Anders Langendal: From Sweden to Shelter Island and keeping it all in the family
Carpenter Street in Greenport doesn’t have the same bustle typical of Front or Main. Those thoroughfares are often chock-full of shoppers and strollers exploring and enjoying the small-town, maritime-skewed vibe of the North Fork hub that’s filled with sea-centric trinkets and T-shirts, oysters on the half, bowls of chowder and other salty souvenirs.
But even with Greenport Harbor Brewing and, more recently, Little Creek Oysters taking up residence on Carpenter, it remains a quiet section of the village where it looks like time has stood still. On the easternmost end of the street, dead-ending at a section of the waterside that most people don’t ever traverse, the real deal sits on 20 acres, give or take, of Greenport’s true maritime past.
It’s here, at the entrance to Clarke’s Boatyard, that you’ll notice the sea-blue sign affixed high on one of the old steel warehouses that dot the land: Since 1959 Anders Langendal & Sons — and beneath that, in all capital letters: BOATBUILDERS.

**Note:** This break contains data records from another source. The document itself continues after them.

async fn run_bookmarks(
    command: BookmarkCommands,
    store: &mut BookmarkStore,
    api: &TtcApi,
    json: bool,
) -> Result<()> {
    match command {
        BookmarkCommands::List => {
            if json {
                println!("{}", store.to_json()?);
            } else if store.list().is_empty() {
                println!("No bookmarks in {}", store.path().display());
            } else {
                for b in store.list() {
                    println!("{:>6}  {}  [{}]", b.stop_tag, b.stop_name, b.line);
                }
            }
        }
        BookmarkCommands::Add {
            stop_tag,
            stop_name,
            lines,
            subway,
            direction,
        } => {
            let bookmark = Bookmark {
                stop_tag,
                stop_name,
                line: BookmarkLine::from_values(lines),
                kind: if subway {
                    BookmarkKind::Subway
                } else {
                    BookmarkKind::Bus
                },
                direction,
            };
            if !store.add(bookmark)? {
                println!("Already bookmarked");
            }
        }
        BookmarkCommands::Remove { stop_tag, lines } => {
            if !store.remove(&stop_tag, &BookmarkLine::from_values(lines))? {
                println!("No such bookmark");
            }
        }
        BookmarkCommands::Etas => {
            let results = join_all(store.list().iter().map(|b| bookmark_etas(api, b))).await;
            let now = Utc::now().timestamp();
            for (b, entries) in store.list().iter().zip(&results) {
                if json {
                    continue;
                }
                println!("{} [{}]", b.stop_name, b.line);
                if entries.is_empty() {
                    println!("  no arrivals");
                }
                for e in entries {
                    println!("  {:>7}  {}", countdown(e.seconds_until(now)), e.branch);
                }
            }
            if json {
                print_json(&results)?;
            }
        }
    }
    Ok(())
}

/// Arrivals for one bookmark; a failed fetch yields none.
async fn bookmark_etas(api: &TtcApi, bookmark: &Bookmark) -> Vec<EtaEntry> {
    let Ok(stop) = bookmark.stop_tag.parse::<u32>() else {
        warn!(stop_tag = %bookmark.stop_tag, "Bookmark stop is not numeric, skipping");
        return Vec::new();
    };
    let lines = bookmark.line.lines();

    let result = match bookmark.kind {
        BookmarkKind::Subway => {
            let Some(line) = lines.first().and_then(|l| l.parse::<u32>().ok()) else {
                warn!(line = %bookmark.line, "Subway bookmark has no numeric line, skipping");
                return Vec::new();
            };
            api.subway_predictions(line, stop).await
        }
        BookmarkKind::Bus => {
            let numbers: Vec<u32> = lines.iter().filter_map(|l| l.parse().ok()).collect();
            api.stop_lines_predictions(stop, &numbers).await
        }
    };

    match result {
        Ok(groups) if bookmark.kind == BookmarkKind::Subway => eta::flatten(&groups),
        Ok(groups) => eta::filter_lines(eta::flatten(&groups), &lines),
        Err(e) => {
            error!(stop_tag = %bookmark.stop_tag, error = %e, "Bookmark fetch failed");
            Vec::new()
        }
    }
}
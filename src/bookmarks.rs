//! Saved stop/line combinations, persisted as a JSON file.
//!
//! The store is owned by the application shell and handed to whoever needs
//! it. Every mutation is written through before returning; a missing or
//! unreadable file on open starts an empty store.

use std::fmt;
use std::fs;
use std::path::{Path, PathBuf};

use serde::{Deserialize, Serialize};
use tracing::{debug, info, warn};

use crate::error::BookmarkError;

/// A single line or, for a stop served by several, a list of lines.
#[derive(Debug, Clone, PartialEq, Eq, Serialize, Deserialize)]
#[serde(untagged)]
pub enum BookmarkLine {
    One(String),
    Many(Vec<String>),
}

impl BookmarkLine {
    pub fn lines(&self) -> Vec<&str> {
        match self {
            BookmarkLine::One(line) => vec![line.as_str()],
            BookmarkLine::Many(lines) => lines.iter().map(String::as_str).collect(),
        }
    }

    fn key(&self) -> Vec<&str> {
        let mut lines = self.lines();
        lines.sort_unstable();
        lines.dedup();
        lines
    }

    /// Builds from CLI input: one value stays a single line.
    pub fn from_values(mut values: Vec<String>) -> Self {
        if values.len() == 1 {
            BookmarkLine::One(values.remove(0))
        } else {
            BookmarkLine::Many(values)
        }
    }
}

impl fmt::Display for BookmarkLine {
    fn fmt(&self, f: &mut fmt::Formatter<'_>) -> fmt::Result {
        f.write_str(&self.lines().join(","))
    }
}

#[derive(Debug, Clone, Copy, PartialEq, Eq, Serialize, Deserialize)]
pub enum BookmarkKind {
    #[serde(rename = "ttc-subway")]
    Subway,
    #[serde(rename = "ttc-bus")]
    Bus,
}

#[derive(Debug, Clone, PartialEq, Eq, Serialize, Deserialize)]
#[serde(rename_all = "camelCase")]
pub struct Bookmark {
    pub stop_tag: String,
    pub stop_name: String,
    pub line: BookmarkLine,
    #[serde(rename = "type")]
    pub kind: BookmarkKind,
    #[serde(default, skip_serializing_if = "Option::is_none")]
    pub direction: Option<String>,
}

impl Bookmark {
    /// `"1"` and `["1"]` name the same key, as do lists in any order.
    fn has_key(&self, stop_tag: &str, line: &BookmarkLine) -> bool {
        self.stop_tag == stop_tag && self.line.key() == line.key()
    }
}

#[derive(Debug)]
pub struct BookmarkStore {
    path: PathBuf,
    items: Vec<Bookmark>,
}

impl BookmarkStore {
    /// Opens the store at `path`, rehydrating whatever it holds.
    pub fn open(path: impl Into<PathBuf>) -> Self {
        let path = path.into();
        let items = match fs::read_to_string(&path) {
            Ok(content) => match serde_json::from_str::<Vec<Bookmark>>(&content) {
                Ok(items) => items,
                Err(e) => {
                    warn!(path = %path.display(), error = %e, "Bookmark file is corrupt, starting empty");
                    Vec::new()
                }
            },
            Err(e) if e.kind() == std::io::ErrorKind::NotFound => {
                debug!(path = %path.display(), "No bookmark file yet");
                Vec::new()
            }
            Err(e) => {
                warn!(path = %path.display(), error = %e, "Bookmark file is unreadable, starting empty");
                Vec::new()
            }
        };
        debug!(count = items.len(), "Bookmarks loaded");
        Self { path, items }
    }

    pub fn path(&self) -> &Path {
        &self.path
    }

    /// Adds `bookmark` unless one with the same `(stop_tag, line)` exists.
    /// Returns whether the store changed.
    pub fn add(&mut self, bookmark: Bookmark) -> Result<bool, BookmarkError> {
        if self.contains(&bookmark.stop_tag, &bookmark.line) {
            return Ok(false);
        }
        info!(stop_tag = %bookmark.stop_tag, line = %bookmark.line, "Adding bookmark");
        let mut items = self.items.clone();
        items.push(bookmark);
        self.commit(items)?;
        Ok(true)
    }

    /// Removes the bookmark keyed by `(stop_tag, line)`. Returns whether one
    /// was removed.
    pub fn remove(&mut self, stop_tag: &str, line: &BookmarkLine) -> Result<bool, BookmarkError> {
        if !self.contains(stop_tag, line) {
            return Ok(false);
        }
        let items = self
            .items
            .iter()
            .filter(|b| !b.has_key(stop_tag, line))
            .cloned()
            .collect();
        self.commit(items)?;
        info!(stop_tag, line = %line, "Removed bookmark");
        Ok(true)
    }

    pub fn contains(&self, stop_tag: &str, line: &BookmarkLine) -> bool {
        self.items.iter().any(|b| b.has_key(stop_tag, line))
    }

    /// Bookmarks in insertion order.
    pub fn list(&self) -> &[Bookmark] {
        &self.items
    }

    pub fn to_json(&self) -> Result<String, BookmarkError> {
        Ok(serde_json::to_string_pretty(&self.items)?)
    }

    /// Persists `items` and only then makes them the store's contents, so a
    /// failed write leaves memory and disk in agreement.
    fn commit(&mut self, items: Vec<Bookmark>) -> Result<(), BookmarkError> {
        self.flush(&items)?;
        self.items = items;
        Ok(())
    }

    /// Writes to a sibling temp file and renames it over the store, so a
    /// crash mid-write leaves the previous contents.
    fn flush(&self, items: &[Bookmark]) -> Result<(), BookmarkError> {
        let write_err = |source| BookmarkError::Write {
            path: self.path.display().to_string(),
            source,
        };
        let json = serde_json::to_string_pretty(items)?;

        if let Some(parent) = self.path.parent().filter(|p| !p.as_os_str().is_empty()) {
            fs::create_dir_all(parent).map_err(write_err)?;
        }
        let mut tmp = self.path.clone().into_os_string();
        tmp.push(".tmp");
        fs::write(&tmp, json).map_err(write_err)?;
        fs::rename(&tmp, &self.path).map_err(write_err)?;
        Ok(())
    }
}

#[cfg(test)]
mod tests {
    use super::*;
    use std::env;

    fn temp_path(name: &str) -> PathBuf {
        let path = env::temp_dir().join(format!("ttc_eta_test_{name}.json"));
        let _ = fs::remove_file(&path); // clean up any prior run
        path
    }

    fn bus(stop_tag: &str, line: &str) -> Bookmark {
        Bookmark {
            stop_tag: stop_tag.to_string(),
            stop_name: format!("Stop {stop_tag}"),
            line: BookmarkLine::One(line.to_string()),
            kind: BookmarkKind::Bus,
            direction: Some("East".to_string()),
        }
    }

    #[test]
    fn test_add_is_idempotent() {
        let path = temp_path("idempotent");
        let mut store = BookmarkStore::open(&path);

        assert!(store.add(bus("5292", "504")).unwrap());
        assert!(!store.add(bus("5292", "504")).unwrap());
        assert!(store.add(bus("5292", "510")).unwrap());

        assert_eq!(store.list().len(), 2);
        fs::remove_file(&path).unwrap();
    }

    #[test]
    fn test_remove_twice_is_noop() {
        let path = temp_path("remove");
        let mut store = BookmarkStore::open(&path);
        store.add(bus("5292", "504")).unwrap();
        store.add(bus("8765", "29")).unwrap();

        let key = BookmarkLine::One("504".to_string());
        assert!(store.remove("5292", &key).unwrap());
        assert!(!store.remove("5292", &key).unwrap());

        assert_eq!(store.list(), &[bus("8765", "29")]);
        fs::remove_file(&path).unwrap();
    }

    #[test]
    fn test_reload_preserves_order() {
        let path = temp_path("reload");
        let mut store = BookmarkStore::open(&path);
        let subway = Bookmark {
            stop_tag: "13797".to_string(),
            stop_name: "Union Station".to_string(),
            line: BookmarkLine::Many(vec!["1".to_string()]),
            kind: BookmarkKind::Subway,
            direction: None,
        };
        store.add(bus("8765", "29")).unwrap();
        store.add(subway.clone()).unwrap();
        store.add(bus("5292", "504")).unwrap();

        let reloaded = BookmarkStore::open(&path);
        assert_eq!(reloaded.list(), store.list());
        assert_eq!(reloaded.list()[1], subway);
        fs::remove_file(&path).unwrap();
    }

    #[test]
    fn test_missing_or_corrupt_file_starts_empty() {
        let missing = BookmarkStore::open(temp_path("missing"));
        assert!(missing.list().is_empty());

        let path = temp_path("corrupt");
        fs::write(&path, "{not json").unwrap();
        let corrupt = BookmarkStore::open(&path);
        assert!(corrupt.list().is_empty());
        fs::remove_file(&path).unwrap();
    }

    #[test]
    fn test_serialized_field_names() {
        let path = temp_path("fields");
        let mut store = BookmarkStore::open(&path);
        store.add(bus("5292", "504")).unwrap();

        let content = fs::read_to_string(&path).unwrap();
        assert!(content.contains("\"stopTag\": \"5292\""));
        assert!(content.contains("\"type\": \"ttc-bus\""));
        fs::remove_file(&path).unwrap();
    }

    #[test]
    fn test_single_line_and_one_element_list_share_a_key() {
        let path = temp_path("shapes");
        let mut store = BookmarkStore::open(&path);
        let mut subway = bus("13797", "1");
        subway.line = BookmarkLine::Many(vec!["1".to_string()]);
        subway.kind = BookmarkKind::Subway;

        assert!(store.add(subway).unwrap());
        assert!(!store.add(bus("13797", "1")).unwrap());
        assert_eq!(store.list().len(), 1);

        let mut pair = bus("5292", "504");
        pair.line = BookmarkLine::from_values(vec!["504".to_string(), "510".to_string()]);
        assert!(store.add(pair).unwrap());
        assert!(store.contains("5292", &BookmarkLine::Many(vec!["510".to_string(), "504".to_string()])));
        assert!(store.remove("5292", &BookmarkLine::Many(vec!["510".to_string(), "504".to_string()])).unwrap());

        assert!(store.remove("13797", &BookmarkLine::One("1".to_string())).unwrap());
        assert!(store.list().is_empty());
        fs::remove_file(&path).unwrap();
    }

    #[test]
    fn test_failed_write_leaves_store_unchanged() {
        // a directory where the file should be makes the rename fail
        let path = temp_path("unwritable");
        let _ = fs::remove_dir_all(&path);
        fs::create_dir_all(path.join("occupied")).unwrap();
        let mut store = BookmarkStore::open(&path);

        assert!(store.add(bus("5292", "504")).is_err());
        assert!(store.list().is_empty());
        assert!(!store.contains("5292", &BookmarkLine::One("504".to_string())));

        let mut tmp = path.clone().into_os_string();
        tmp.push(".tmp");
        let _ = fs::remove_file(tmp);
        fs::remove_dir_all(&path).unwrap();
    }

    #[test]
    fn test_line_list_is_distinct_from_single_line() {
        let one = BookmarkLine::One("504".to_string());
        let many = BookmarkLine::from_values(vec!["504".to_string(), "510".to_string()]);

        assert_ne!(one, many);
        assert_eq!(many.lines(), vec!["504", "510"]);
        assert_eq!(many.to_string(), "504,510");
        assert_eq!(BookmarkLine::from_values(vec!["29".to_string()]), BookmarkLine::One("29".to_string()));
    }
}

It’s a trade that Shelter Island resident Anders Langendal learned in his native Sweden, brought here 60 long years ago and taught to his sons, Erik and Christian. They aren’t the only ones on this strip of working waterfront, but the few other occupants here encompass so much more than the word “boatyard” might imply — of our past, present and working waterfront future.
THE YOUNG MAN FROM SWEDEN
At 82, Anders Langendal is a model of good genes and a testament to the positive side effects of a life spent on the sea. He still stands over six feet tall, with eyes as clear and blue as the Baltic Sea and a thick, cropped swathe of salt-white hair that sits like foamy waves atop his head. The pockets of his Swedish-made carpenter pants (which everyone at the Langendal boatyard wears) hold more tools than most mortals have absentmindedly strewn in a junk drawer — a folding rule, myriad useful knives, a mallet, a chisel.
Anders was born in Stockholm in 1944 and, as a teenager in 1959, began a five-year schooling stint to learn to become a skilled boatbuilder. At the end of his apprenticeship in 1965, he built a boat so sea-sound and stunning it won first prize in the Stockholm International Boat Show, with his diploma and the spoils for winning presented to him by the king of Sweden himself.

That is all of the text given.